You also need to ponder some questions about your organization:

  • Are inexperienced testers going to execute the test cases?
  • Will a new person be testing every time?
  • Is the organization mature enough to automate regression testing?

If you can answer no to all of the questions above, you might as well completely skip writing traditional test cases and instead go straight into approaches like exploratory testing and checklist-based testing. These two approaches are effective at finding lots of defects at low cost, but in return they require experienced testers who can get by without the hand-holding guidance of test cases. They also make it difficult to repeat tests exactly, so they won’t work for regression testing or other situations that demand full traceability and test documentation.

However, if you answered yes to one or more of the questions about the application and the organization, you ought to consider how many of those long and detailed test cases you really need to be as cost effective as possible.

Basically, you shouldn’t detail any test case more than absolutely necessary and rather than write a few long test cases you should split them up into many short ones. Naturally, “absolutely necessary” varies a lot from case to case, but the point is that you shouldn’t be writing more detailed descriptions than the minimum required for your intended audience to perform their tests.

“One-Liners”

In the parts of the application that don’t require a detailed, documented step-by-step test case for technical or legal reasons, I strongly recommend that you give “one-liners” a shot. A one-liner is a test case that describes what needs to be performed in the test in a single line of text. Moreover, the one line should include the purpose of the test. As an example, we can take the login functionality in the test tool ReQtest (see illustration below):

 

 

Here follows a trivial but realistic example of a test case and a “one-liner” to test the login functionality.

The traditional test case would very quickly become obsolete and require maintenance. It also limits the tests to a specific user account, which means your test coverage is going to be narrow and you’re going to be writing lots of test cases just to cover all variations on the username and password. And finally, you’re going to have trouble reusing this test case as a general sign-in test case in multiple test scenarios, because the test case is hard-coded with a specific user account.

 

The “one-liner” demands that the tester understands how the application works and where to find it, but on the other hand, the one-liner will never need maintenance and doesn’t needlessly restrict the test to a specific account. An experienced tester knows how to verify different types of user names and passwords without the help of additional test cases. You can even use “one-liners” long before you know how the user interface actually looks, and testers can use them in any test scenario that requires authentication.

When detailed test cases have to be used

Obviously there are situations where “one-liners” won’t work; you still need step-by-step test cases when you test complex calculations, complicated flows, or specific combinations (although in this case decision tables can be used).
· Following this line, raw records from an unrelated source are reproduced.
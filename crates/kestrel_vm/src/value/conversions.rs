//! Abstract-operation conversions (`ToNumber`, `ToString`, `ToObject`, ...).

use super::{JsString, Value};
use crate::object::{ObjectHandle, ObjectKind, PropertyKey};
use crate::throw;
use crate::Vm;

#[derive(Debug, Clone, Copy, PartialEq, Eq)]
pub enum PreferredType {
    Number,
    String,
}

impl Value {
    pub fn to_number(&self, vm: &mut Vm) -> Result<f64, Value> {
        match self {
            Value::Int(i) => Ok(f64::from(*i)),
            Value::Number(n) => Ok(*n),
            Value::Boolean(b) => Ok(f64::from(*b)),
            Value::Undefined => Ok(f64::NAN),
            Value::Null => Ok(0.0),
            Value::String(s) => Ok(string_to_number(s.as_str())),
            Value::Symbol(_) => throw!(vm, TypeError, "Cannot convert a Symbol value to a number"),
            Value::Object(_) => {
                let primitive = self.to_primitive(vm, Some(PreferredType::Number))?;
                primitive.to_number(vm)
            }
            _ => Ok(f64::NAN),
        }
    }

    /// `ToInt32`: modular wrap into the signed 32-bit range.
    pub fn to_int32(&self, vm: &mut Vm) -> Result<i32, Value> {
        if let Value::Int(i) = self {
            return Ok(*i);
        }
        let number = self.to_number(vm)?;
        Ok(double_to_int32(number))
    }

    pub fn to_uint32(&self, vm: &mut Vm) -> Result<u32, Value> {
        Ok(self.to_int32(vm)? as u32)
    }

    pub fn to_boolean(&self) -> bool {
        self.is_truthy()
    }

    pub fn to_js_string(&self, vm: &mut Vm) -> Result<JsString, Value> {
        match self {
            Value::Int(i) => Ok(i.to_string().into()),
            Value::Number(n) => Ok(number_to_string(*n).into()),
            Value::Boolean(b) => Ok(if *b { "true" } else { "false" }.into()),
            Value::Undefined => Ok("undefined".into()),
            Value::Null => Ok("null".into()),
            Value::String(s) => Ok(s.clone()),
            Value::Symbol(_) => throw!(vm, TypeError, "Cannot convert a Symbol value to a string"),
            Value::Object(_) => {
                let primitive = self.to_primitive(vm, Some(PreferredType::String))?;
                primitive.to_js_string(vm)
            }
            _ => Ok("undefined".into()),
        }
    }

    /// `ToPropertyKey`; direct integers take the uint-string shortcut.
    pub fn to_prop_name(&self, vm: &mut Vm) -> Result<PropertyKey, Value> {
        match self {
            Value::Symbol(sym) => Ok(PropertyKey::Symbol(sym.clone())),
            Value::Int(i) if *i >= 0 => Ok(PropertyKey::from_index(*i as u32)),
            _ => Ok(PropertyKey::String(self.to_js_string(vm)?)),
        }
    }

    pub fn check_object_coercible(&self, vm: &mut Vm) -> Result<(), Value> {
        if self.is_nullish() {
            throw!(vm, TypeError, "Cannot convert undefined or null to object");
        }
        Ok(())
    }

    /// `ToObject`. Primitive wrappers are bare cells; the accessors mark them
    /// non-extensible before any write reaches them.
    pub fn to_object(&self, vm: &mut Vm) -> Result<ObjectHandle, Value> {
        match self {
            Value::Object(o) => Ok(o.clone()),
            Value::Undefined | Value::Null => {
                throw!(vm, TypeError, "Cannot convert undefined or null to object")
            }
            _ => Ok(ObjectHandle::ordinary()),
        }
    }

    /// `ToPrimitive` / OrdinaryToPrimitive.
    pub fn to_primitive(&self, vm: &mut Vm, hint: Option<PreferredType>) -> Result<Value, Value> {
        let object = match self {
            Value::Object(o) => o.clone(),
            _ => return Ok(self.clone()),
        };

        let methods: [&str; 2] = match hint {
            Some(PreferredType::String) => ["toString", "valueOf"],
            _ => ["valueOf", "toString"],
        };

        for name in methods {
            let method = object.get(vm, &PropertyKey::from(name))?;
            if let Value::Object(f) = &method {
                if f.is_callable() {
                    let result = crate::call::function_call(vm, f, self.clone(), &[])?;
                    if !result.is_object() {
                        return Ok(result);
                    }
                }
            }
        }

        // No user-supplied conversion; fall back per object kind the way the
        // default prototype methods would behave.
        let fallback = {
            let data = object.borrow();
            match &data.kind {
                ObjectKind::Array { .. } => None,
                ObjectKind::Error { kind, message } => {
                    Some(Value::string(format!("{}: {}", kind.name(), message)))
                }
                ObjectKind::Function(_) => Some(Value::string("function () { [native code] }")),
                _ => Some(Value::string("[object Object]")),
            }
        };
        if let Some(value) = fallback {
            return Ok(value);
        }

        // Arrays stringify element-wise, matching Array.prototype.toString.
        let length = object.array_length().unwrap_or(0);
        let mut out = String::new();
        for i in 0..length {
            if i > 0 {
                out.push(',');
            }
            let element = object.get(vm, &PropertyKey::from_index(i))?;
            if !element.is_nullish() {
                out.push_str(element.to_js_string(vm)?.as_str());
            }
        }
        Ok(Value::string(out))
    }
}

pub fn double_to_int32(number: f64) -> i32 {
    if !number.is_finite() || number == 0.0 {
        return 0;
    }
    let modulo = number.trunc().rem_euclid(4294967296.0);
    let unsigned = modulo as u32;
    unsigned as i32
}

pub fn string_to_number(s: &str) -> f64 {
    let trimmed = s.trim();
    if trimmed.is_empty() {
        return 0.0;
    }
    if let Some(hex) = trimmed.strip_prefix("0x").or_else(|| trimmed.strip_prefix("0X")) {
        return match u64::from_str_radix(hex, 16) {
            Ok(v) => v as f64,
            Err(_) => f64::NAN,
        };
    }
    match trimmed {
        "Infinity" | "+Infinity" => f64::INFINITY,
        "-Infinity" => f64::NEG_INFINITY,
        _ => trimmed.parse().unwrap_or(f64::NAN),
    }
}

pub fn number_to_string(n: f64) -> String {
    if n.is_nan() {
        return "NaN".into();
    }
    if n.is_infinite() {
        return if n > 0.0 { "Infinity" } else { "-Infinity" }.into();
    }
    if n == 0.0 {
        return "0".into();
    }
    if n.fract() == 0.0 && n.abs() < 9.2e18 {
        return (n as i64).to_string();
    }
    format!("{n}")
}
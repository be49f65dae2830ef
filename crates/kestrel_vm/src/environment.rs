//! Lexical environments.
//!
//! Declarative environments hold named bindings (function and block scopes);
//! object-bound environments wrap an object (`with` and the global scope).
//! Block-flagged environments are transparent to `var` hoisting.

use std::cell::{Ref, RefCell, RefMut};
use std::rc::Rc;

use rustc_hash::FxHashMap;

use crate::object::ObjectHandle;
use crate::throw;
use crate::value::{JsString, Value};
use crate::Vm;

#[derive(Debug)]
pub struct Binding {
    pub value: Value,
    pub mutable: bool,
}

#[derive(Debug)]
pub enum EnvKind {
    Declarative { bindings: FxHashMap<JsString, Binding> },
    Object { object: ObjectHandle },
}

#[derive(Debug)]
pub struct Environment {
    pub outer: Option<EnvironmentHandle>,
    pub kind: EnvKind,
    /// Block scopes and `with` scopes do not receive hoisted `var`s.
    pub block: bool,
}

#[derive(Debug, Clone)]
pub struct EnvironmentHandle(Rc<RefCell<Environment>>);

impl EnvironmentHandle {
    pub fn new_declarative(outer: Option<EnvironmentHandle>, block: bool) -> Self {
        Self(Rc::new(RefCell::new(Environment {
            outer,
            kind: EnvKind::Declarative {
                bindings: FxHashMap::default(),
            },
            block,
        })))
    }

    pub fn new_object(outer: Option<EnvironmentHandle>, object: ObjectHandle, block: bool) -> Self {
        Self(Rc::new(RefCell::new(Environment {
            outer,
            kind: EnvKind::Object { object },
            block,
        })))
    }

    pub fn ptr_eq(&self, other: &Self) -> bool {
        Rc::ptr_eq(&self.0, &other.0)
    }

    pub fn borrow(&self) -> Ref<'_, Environment> {
        self.0.borrow()
    }

    pub fn borrow_mut(&self) -> RefMut<'_, Environment> {
        self.0.borrow_mut()
    }

    pub fn outer(&self) -> Option<EnvironmentHandle> {
        self.borrow().outer.clone()
    }

    pub fn binding_object(&self) -> Option<ObjectHandle> {
        match &self.borrow().kind {
            EnvKind::Object { object } => Some(object.clone()),
            EnvKind::Declarative { .. } => None,
        }
    }

    pub fn has_binding(&self, name: &JsString) -> bool {
        match &self.borrow().kind {
            EnvKind::Declarative { bindings } => bindings.contains_key(name),
            EnvKind::Object { object } => object.has_property(&name.clone().into()),
        }
    }

    /// Creates a binding in this declarative environment. `Uninitialized`
    /// values model the temporal dead zone of `let`/`const`.
    pub fn create_binding(&self, name: JsString, value: Value, mutable: bool) {
        match &mut self.borrow_mut().kind {
            EnvKind::Declarative { bindings } => {
                bindings.insert(name, Binding { value, mutable });
            }
            EnvKind::Object { .. } => unreachable!("bindings are created in declarative environments"),
        }
    }

    /// Walks outward to the environment holding `name`, if any.
    pub fn find(&self, name: &JsString) -> Option<EnvironmentHandle> {
        let mut current = self.clone();
        loop {
            if current.has_binding(name) {
                return Some(current);
            }
            let outer = current.outer()?;
            current = outer;
        }
    }

    /// Nearest non-block environment, the target of `var` hoisting.
    pub fn nearest_var_scope(&self) -> EnvironmentHandle {
        let mut current = self.clone();
        while current.borrow().block {
            match current.outer() {
                Some(outer) => current = outer,
                None => break,
            }
        }
        current
    }

    /// Reads the binding from this environment, honoring the TDZ.
    pub fn get_binding_value(&self, vm: &mut Vm, name: &JsString) -> Result<Value, Value> {
        let object = match &self.borrow().kind {
            EnvKind::Declarative { bindings } => {
                let binding = &bindings[name];
                if matches!(binding.value, Value::Uninitialized) {
                    let name = name.clone();
                    throw!(vm, ReferenceError, "Cannot access '{}' before initialization", name);
                }
                return Ok(binding.value.clone());
            }
            EnvKind::Object { object } => object.clone(),
        };
        object.get(vm, &name.clone().into())
    }

    /// `set_mutable_binding` on this environment.
    pub fn set_mutable_binding(
        &self,
        vm: &mut Vm,
        name: &JsString,
        value: Value,
        strict: bool,
    ) -> Result<(), Value> {
        let object = match &mut self.borrow_mut().kind {
            EnvKind::Declarative { bindings } => {
                let binding = bindings.get_mut(name).expect("binding resolved before write");
                if !binding.mutable {
                    throw!(vm, TypeError, "Assignment to constant variable.");
                }
                if matches!(binding.value, Value::Uninitialized) {
                    let name = name.clone();
                    throw!(vm, ReferenceError, "Cannot access '{}' before initialization", name);
                }
                binding.value = value;
                return Ok(());
            }
            EnvKind::Object { object } => object.clone(),
        };
        object.put_with_receiver(vm, name.clone().into(), value, strict)
    }

    /// Initializes a TDZ slot; used by `ASSIGN_LET_CONST` and `super()`.
    pub fn initialize_binding(&self, name: &JsString, value: Value) {
        match &mut self.borrow_mut().kind {
            EnvKind::Declarative { bindings } => {
                let binding = bindings.get_mut(name).expect("binding created before initialization");
                debug_assert!(matches!(binding.value, Value::Uninitialized));
                binding.value = value;
            }
            EnvKind::Object { .. } => unreachable!("TDZ slots live in declarative environments"),
        }
    }

    /// Clones the topmost declarative environment, giving loop bodies a fresh
    /// copy of their bindings per iteration.
    pub fn clone_declarative(&self, copy_values: bool) -> EnvironmentHandle {
        let env = self.borrow();
        let bindings = match &env.kind {
            EnvKind::Declarative { bindings } => bindings
                .iter()
                .map(|(name, binding)| {
                    let value = if copy_values {
                        binding.value.clone()
                    } else {
                        Value::Uninitialized
                    };
                    (
                        name.clone(),
                        Binding {
                            value,
                            mutable: binding.mutable,
                        },
                    )
                })
                .collect(),
            EnvKind::Object { .. } => unreachable!("only declarative environments are cloned"),
        };
        EnvironmentHandle(Rc::new(RefCell::new(Environment {
            outer: env.outer.clone(),
            kind: EnvKind::Declarative { bindings },
            block: env.block,
        })))
    }
}

/// `resolve_reference_value`: chain walk plus read.
pub fn resolve_reference_value(
    vm: &mut Vm,
    env: &EnvironmentHandle,
    name: &JsString,
) -> Result<Value, Value> {
    match env.find(name) {
        Some(holder) => holder.get_binding_value(vm, name),
        None => {
            let name = name.clone();
            throw!(vm, ReferenceError, "{} is not defined", name)
        }
    }
}

/// `put_value_lex_env_base`: strict-aware assignment through the chain.
/// Unresolvable references create a global property in sloppy mode.
pub fn put_value_lex_env_base(
    vm: &mut Vm,
    env: &EnvironmentHandle,
    name: &JsString,
    strict: bool,
    value: Value,
) -> Result<(), Value> {
    match env.find(name) {
        Some(holder) => holder.set_mutable_binding(vm, name, value, strict),
        None if strict => {
            let name = name.clone();
            throw!(vm, ReferenceError, "{} is not defined", name)
        }
        None => {
            let global = vm.global();
            global.put_with_receiver(vm, name.clone().into(), value, false)
        }
    }
}

#[cfg(test)]
mod tests {
    use super::*;

    fn vm() -> Vm {
        Vm::new(Default::default())
    }

    #[test]
    fn chain_resolution_prefers_inner_bindings() {
        let mut vm = vm();
        let outer = EnvironmentHandle::new_declarative(None, false);
        outer.create_binding("x".into(), Value::Int(1), true);
        let inner = EnvironmentHandle::new_declarative(Some(outer.clone()), true);
        inner.create_binding("x".into(), Value::Int(2), true);

        let value = resolve_reference_value(&mut vm, &inner, &"x".into()).unwrap();
        assert_eq!(value, Value::Int(2));
    }

    #[test]
    fn tdz_reads_raise_reference_errors() {
        let mut vm = vm();
        let env = EnvironmentHandle::new_declarative(None, false);
        env.create_binding("x".into(), Value::Uninitialized, true);

        let err = resolve_reference_value(&mut vm, &env, &"x".into()).unwrap_err();
        assert_eq!(
            crate::object::error::error_kind(&err),
            Some(crate::object::error::ErrorKind::ReferenceError)
        );

        env.initialize_binding(&"x".into(), Value::Int(5));
        let value = resolve_reference_value(&mut vm, &env, &"x".into()).unwrap();
        assert_eq!(value, Value::Int(5));
    }

    #[test]
    fn const_assignment_is_a_type_error() {
        let mut vm = vm();
        let env = EnvironmentHandle::new_declarative(None, false);
        env.create_binding("c".into(), Value::Int(1), false);
        let err = env
            .set_mutable_binding(&mut vm, &"c".into(), Value::Int(2), true)
            .unwrap_err();
        assert_eq!(
            crate::object::error::error_kind(&err),
            Some(crate::object::error::ErrorKind::TypeError)
        );
    }

    #[test]
    fn var_scope_walks_past_blocks() {
        let base = EnvironmentHandle::new_declarative(None, false);
        let block = EnvironmentHandle::new_declarative(Some(base.clone()), true);
        let inner = EnvironmentHandle::new_declarative(Some(block), true);
        assert!(inner.nearest_var_scope().ptr_eq(&base));
    }

    #[test]
    fn clone_declarative_detaches_values() {
        let env = EnvironmentHandle::new_declarative(None, true);
        env.create_binding("i".into(), Value::Int(3), true);
        let copied = env.clone_declarative(true);
        env.create_binding("i".into(), Value::Int(9), true);
        match &copied.borrow().kind {
            EnvKind::Declarative { bindings } => {
                assert_eq!(bindings[&JsString::from("i")].value, Value::Int(3));
            }
            _ => unreachable!(),
        };
    }
}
You might also need detailed test cases whenever it’s complex and time consuming to generate new test data. This is especially true if the test data is highly dependent on the workflow, if the expected outputs are difficult to calculate based on various inputs, or if the expected result is strongly dependent on the workflow.

In conclusion –

By writing your test cases at just the right level, you’ll make them more effective, and your work will be more fun. Next time we’ll specifically discuss how to reduce the maintenance costs of detailed test cases.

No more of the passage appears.